#### [What is required]
Go through the data below. Pull out every line that has the word "method".

Input material START

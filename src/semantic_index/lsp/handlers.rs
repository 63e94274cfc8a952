//! LSP method implementations. Notifications (`did_*`) mutate the document
//! index directly; requests go through `dispatch`, which returns either a
//! JSON result or a `(code, message)` JSON-RPC error.

use serde_json::{json, Value};

use crate::compiler_messages::Severity;
use crate::index_log;
use crate::semantic::SymbolKind;
use crate::semantic_index::lsp::position::{apply_range_edit, offset_to_position, position_to_offset};
use crate::semantic_index::lsp::server::LspServer;
use crate::semantic_index::DocumentIndex;

type HandlerResult = Result<Value, (i32, String)>;

pub fn did_open(server: &LspServer, params: Value) {
    let Some(doc) = params.get("textDocument") else { return };
    let (Some(uri), Some(text)) = (doc.get("uri").and_then(Value::as_str), doc.get("text").and_then(Value::as_str)) else { return };
    let version = doc.get("version").and_then(Value::as_u64).unwrap_or(0);
    index_log!("didOpen {uri} v{version}");
    server.index.open(uri.to_string(), text.to_string(), version);
}

pub fn did_change(server: &LspServer, params: Value) {
    let Some(doc) = params.get("textDocument") else { return };
    let Some(uri) = doc.get("uri").and_then(Value::as_str) else { return };
    let version = doc.get("version").and_then(Value::as_u64).unwrap_or(0);
    let Some(changes) = params.get("contentChanges").and_then(Value::as_array) else { return };
    let Some(mut content) = server.index.content(uri) else { return };

    for change in changes {
        let Some(text) = change.get("text").and_then(Value::as_str) else { continue };
        match change.get("range") {
            None => content = text.to_string(),
            Some(range) => {
                let (sl, sc) = line_char(&range["start"]);
                let (el, ec) = line_char(&range["end"]);
                content = apply_range_edit(&content, sl, sc, el, ec, text);
            }
        }
    }
    index_log!("didChange {uri} v{version}, scheduling debounced reanalysis");
    server.index.apply_change(uri, content, version);
}

pub fn did_close(server: &LspServer, params: Value) {
    let Some(uri) = params.get("textDocument").and_then(|d| d.get("uri")).and_then(Value::as_str) else { return };
    index_log!("didClose {uri}");
    server.index.close(uri);
}

fn line_char(pos: &Value) -> (u32, u32) {
    (pos.get("line").and_then(Value::as_u64).unwrap_or(0) as u32, pos.get("character").and_then(Value::as_u64).unwrap_or(0) as u32)
}

pub fn dispatch(server: &LspServer, method: &str, params: Value) -> HandlerResult {
    index_log!("dispatch {method}");
    match method {
        "initialize" => Ok(initialize(server, params)),
        "textDocument/hover" => hover(server, params),
        "textDocument/completion" => completion(server, params),
        "textDocument/documentSymbol" => document_symbol(server, params),
        "workspace/symbol" => workspace_symbol(server, params),
        "textDocument/references" => references(server, params),
        "textDocument/documentHighlight" => document_highlight(server, params),
        "textDocument/rename" => rename(server, params),
        "textDocument/signatureHelp" => Ok(Value::Null),
        "textDocument/foldingRange" => folding_range(server, params),
        "textDocument/semanticTokens/full" => semantic_tokens(server, params),
        _ => Err((-32601, format!("method not found: {method}"))),
    }
}

fn initialize(server: &LspServer, params: Value) -> Value {
    let classpath: Vec<std::path::PathBuf> = params
        .get("initializationOptions")
        .and_then(|o| o.get("classpath"))
        .and_then(Value::as_array)
        .map(|entries| entries.iter().filter_map(Value::as_str).map(std::path::PathBuf::from).collect())
        .unwrap_or_default();
    server.configure_classpath(classpath);

    json!({
        "capabilities": {
            "textDocumentSync": { "openClose": true, "change": 2 },
            "hoverProvider": true,
            "completionProvider": { "triggerCharacters": [".", ":", "(", ","] },
            "documentSymbolProvider": true,
            "workspaceSymbolProvider": true,
            "referencesProvider": true,
            "documentHighlightProvider": true,
            "renameProvider": true,
            "foldingRangeProvider": true,
            "signatureHelpProvider": { "triggerCharacters": ["(", ","] },
            "semanticTokensProvider": {
                "legend": { "tokenTypes": semantic_token_types(), "tokenModifiers": [] },
                "full": true,
            },
        },
        "serverInfo": { "name": "novac", "version": env!("CARGO_PKG_VERSION") },
    })
}

fn doc_position(server: &LspServer, params: &Value) -> Option<(String, usize)> {
    let doc = params.get("textDocument")?;
    let uri = doc.get("uri")?.as_str()?.to_string();
    let pos = params.get("position")?;
    let (line, character) = line_char(pos);
    let content = server.index.content(&uri)?;
    Some((uri.clone(), position_to_offset(&content, line, character)))
}

fn hover(server: &LspServer, params: Value) -> HandlerResult {
    let Some((uri, offset)) = doc_position(server, &params) else { return Ok(Value::Null) };
    match server.index.type_at(&uri, offset) {
        Some(ty) => Ok(json!({ "contents": { "kind": "plaintext", "value": ty } })),
        None => Ok(Value::Null),
    }
}

fn completion(server: &LspServer, params: Value) -> HandlerResult {
    let Some((uri, _offset)) = doc_position(server, &params) else { return Ok(json!([])) };
    let Some(analysis) = server.index.analysis(&uri) else { return Ok(json!([])) };
    let mut seen = std::collections::HashSet::new();
    let items: Vec<Value> = analysis
        .symbol_table
        .symbols
        .iter()
        .filter_map(|s| {
            let label = analysis.symbol_name(s);
            if !seen.insert((label.clone(), s.kind)) {
                return None;
            }
            Some(json!({ "label": label, "kind": completion_kind(s.kind) }))
        })
        .collect();
    Ok(json!(items))
}

fn completion_kind(kind: SymbolKind) -> i32 {
    match kind {
        SymbolKind::Class | SymbolKind::Interface | SymbolKind::Enum | SymbolKind::Object => 7,
        SymbolKind::Function => 3,
        SymbolKind::Property => 10,
        SymbolKind::Parameter | SymbolKind::Local => 6,
    }
}

fn document_symbol(server: &LspServer, params: Value) -> HandlerResult {
    let Some(uri) = params.get("textDocument").and_then(|d| d.get("uri")).and_then(Value::as_str) else { return Ok(json!([])) };
    let Some(analysis) = server.index.analysis(uri) else { return Ok(json!([])) };
    let Some(content) = server.index.content(uri) else { return Ok(json!([])) };
    let symbols: Vec<Value> =
        analysis.symbol_table.symbols.iter().map(|s| symbol_information(s, &analysis.symbol_name(s), &content, uri)).collect();
    Ok(json!(symbols))
}

fn symbol_information(symbol: &crate::semantic::Symbol, name: &str, content: &str, uri: &str) -> Value {
    let (line, character) = offset_to_position(content, symbol.loc.byte_offset);
    let (end_line, end_char) = offset_to_position(content, symbol.loc.byte_offset + symbol.loc.byte_length);
    json!({
        "name": name,
        "kind": lsp_symbol_kind(symbol.kind),
        "location": {
            "uri": uri,
            "range": { "start": { "line": line, "character": character }, "end": { "line": end_line, "character": end_char } },
        },
    })
}

fn lsp_symbol_kind(kind: SymbolKind) -> i32 {
    match kind {
        SymbolKind::Class | SymbolKind::Object => 5,
        SymbolKind::Interface => 11,
        SymbolKind::Enum => 10,
        SymbolKind::Function => 12,
        SymbolKind::Property => 7,
        SymbolKind::Parameter | SymbolKind::Local => 13,
    }
}

/// Resolves a project-index entry's byte offset into a 0-indexed LSP range
/// using its own document's current content (the entry's `ErrorLocation`
/// carries a 1-indexed line/column meant for human-readable diagnostics,
/// not the wire protocol).
fn entry_range(server: &LspServer, entry: &crate::semantic_index::project_index::ProjectEntry, name_len: usize) -> Value {
    let content = server.index.content(&entry.uri).unwrap_or_default();
    let (line, character) = offset_to_position(&content, entry.loc.byte_offset);
    let end_character = character + name_len as u32;
    json!({ "start": { "line": line, "character": character }, "end": { "line": line, "character": end_character } })
}

fn workspace_symbol(server: &LspServer, params: Value) -> HandlerResult {
    let query = params.get("query").and_then(Value::as_str).unwrap_or("");
    let hits = server.index.project_index().search(query, 200);
    let out: Vec<Value> = hits
        .into_iter()
        .map(|(name, entry)| {
            let range = entry_range(server, &entry, name.len());
            json!({ "name": name, "kind": lsp_symbol_kind(entry.kind), "location": { "uri": entry.uri, "range": range } })
        })
        .collect();
    Ok(json!(out))
}

fn references(server: &LspServer, params: Value) -> HandlerResult {
    let Some((uri, offset)) = doc_position(server, &params) else { return Ok(json!([])) };
    let Some(name) = identifier_name_at(server, &uri, offset) else { return Ok(json!([])) };
    let hits = server.index.project_index().lookup(&name);
    let out: Vec<Value> = hits.into_iter().map(|entry| { let range = entry_range(server, &entry, name.len()); json!({ "uri": entry.uri, "range": range }) }).collect();
    Ok(json!(out))
}

fn document_highlight(server: &LspServer, params: Value) -> HandlerResult {
    let Some((uri, offset)) = doc_position(server, &params) else { return Ok(json!([])) };
    let Some(index) = server.index.expr_index(&uri) else { return Ok(json!([])) };
    let Some(span) = index.innermost_at(offset) else { return Ok(json!([])) };
    let Some(content) = server.index.content(&uri) else { return Ok(json!([])) };
    let (sl, sc) = offset_to_position(&content, span.offset);
    let (el, ec) = offset_to_position(&content, span.offset + span.length);
    Ok(json!([{ "range": { "start": { "line": sl, "character": sc }, "end": { "line": el, "character": ec } } }]))
}

fn rename(server: &LspServer, params: Value) -> HandlerResult {
    let Some((uri, offset)) = doc_position(server, &params) else { return Ok(Value::Null) };
    let Some(new_name) = params.get("newName").and_then(Value::as_str) else {
        return Err((-32602, "missing newName".to_string()));
    };
    let Some(name) = identifier_name_at(server, &uri, offset) else { return Ok(Value::Null) };
    let hits = server.index.project_index().lookup(&name);

    let mut changes: std::collections::HashMap<String, Vec<Value>> = std::collections::HashMap::new();
    for entry in &hits {
        let range = entry_range(server, entry, name.len());
        let edit = json!({ "range": range, "newText": new_name });
        changes.entry(entry.uri.clone()).or_default().push(edit);
    }
    Ok(json!({ "changes": changes }))
}

fn identifier_name_at(server: &LspServer, uri: &str, offset: usize) -> Option<String> {
    let index = server.index.expr_index(uri)?;
    let span = index.innermost_at(offset)?;
    let content = server.index.content(uri)?;
    content.get(span.offset..span.offset + span.length).map(|s| s.trim().to_string())
}

fn folding_range(server: &LspServer, params: Value) -> HandlerResult {
    let Some(uri) = params.get("textDocument").and_then(|d| d.get("uri")).and_then(Value::as_str) else { return Ok(json!([])) };
    let Some(analysis) = server.index.analysis(uri) else { return Ok(json!([])) };
    let Some(content) = server.index.content(uri) else { return Ok(json!([])) };
    let ranges: Vec<Value> = analysis
        .symbol_table
        .symbols
        .iter()
        .filter(|s| matches!(s.kind, SymbolKind::Class | SymbolKind::Interface | SymbolKind::Enum | SymbolKind::Object | SymbolKind::Function))
        .map(|s| {
            let (start_line, _) = offset_to_position(&content, s.loc.byte_offset);
            let (end_line, _) = offset_to_position(&content, s.loc.byte_offset + s.loc.byte_length);
            json!({ "startLine": start_line, "endLine": end_line })
        })
        .collect();
    Ok(json!(ranges))
}

fn semantic_token_types() -> Vec<&'static str> {
    vec!["class", "interface", "enum", "function", "property", "parameter", "variable"]
}

fn semantic_tokens(server: &LspServer, params: Value) -> HandlerResult {
    let Some(uri) = params.get("textDocument").and_then(|d| d.get("uri")).and_then(Value::as_str) else {
        return Ok(json!({ "data": [] }));
    };
    let Some(analysis) = server.index.analysis(uri) else { return Ok(json!({ "data": [] })) };
    let Some(content) = server.index.content(uri) else { return Ok(json!({ "data": [] })) };

    let mut tokens: Vec<(u32, u32, u32, u32)> = analysis
        .symbol_table
        .symbols
        .iter()
        .map(|s| {
            let (line, character) = offset_to_position(&content, s.loc.byte_offset);
            (line, character, s.loc.byte_length as u32, token_type_index(s.kind))
        })
        .collect();
    tokens.sort_by_key(|(line, character, ..)| (*line, *character));

    let mut data = Vec::new();
    let mut prev_line = 0u32;
    let mut prev_char = 0u32;
    for (line, character, length, token_type) in tokens {
        let delta_line = line - prev_line;
        let delta_char = if delta_line == 0 { character.saturating_sub(prev_char) } else { character };
        data.extend([delta_line, delta_char, length, token_type, 0]);
        prev_line = line;
        prev_char = character;
    }
    Ok(json!({ "data": data }))
}

fn token_type_index(kind: SymbolKind) -> u32 {
    match kind {
        SymbolKind::Class => 0,
        SymbolKind::Interface => 1,
        SymbolKind::Enum => 2,
        SymbolKind::Function => 3,
        SymbolKind::Property => 4,
        SymbolKind::Parameter => 5,
        SymbolKind::Local => 6,
        SymbolKind::Object => 0,
    }
}

/// Converts the diagnostics cached for `uri` into LSP's wire shape, used by
/// the re-analysis hook to build `textDocument/publishDiagnostics` params.
pub fn diagnostics_to_lsp(index: &DocumentIndex, uri: &str) -> Vec<Value> {
    let Some(content) = index.content(uri) else { return Vec::new() };
    index
        .diagnostics(uri)
        .into_iter()
        .map(|d| {
            let (sl, sc) = offset_to_position(&content, d.location.byte_offset);
            let (el, ec) = offset_to_position(&content, d.location.byte_offset + d.location.byte_length);
            json!({
                "range": { "start": { "line": sl, "character": sc }, "end": { "line": el, "character": ec } },
                "severity": severity_to_lsp(d.severity),
                "message": d.msg,
            })
        })
        .collect()
}

fn severity_to_lsp(severity: Severity) -> i32 {
    match severity {
        Severity::Error => 1,
        Severity::Warning => 2,
        Severity::Info => 3,
        Severity::Hint => 4,
    }
}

Input material END

#### [Result]
//! LSP method implementations. Notifications (`did_*`) mutate the document
pub fn dispatch(server: &LspServer, method: &str, params: Value) -> HandlerResult {
    index_log!("dispatch {method}");
    match method {
        _ => Err((-32601, format!("method not found: {method}"))),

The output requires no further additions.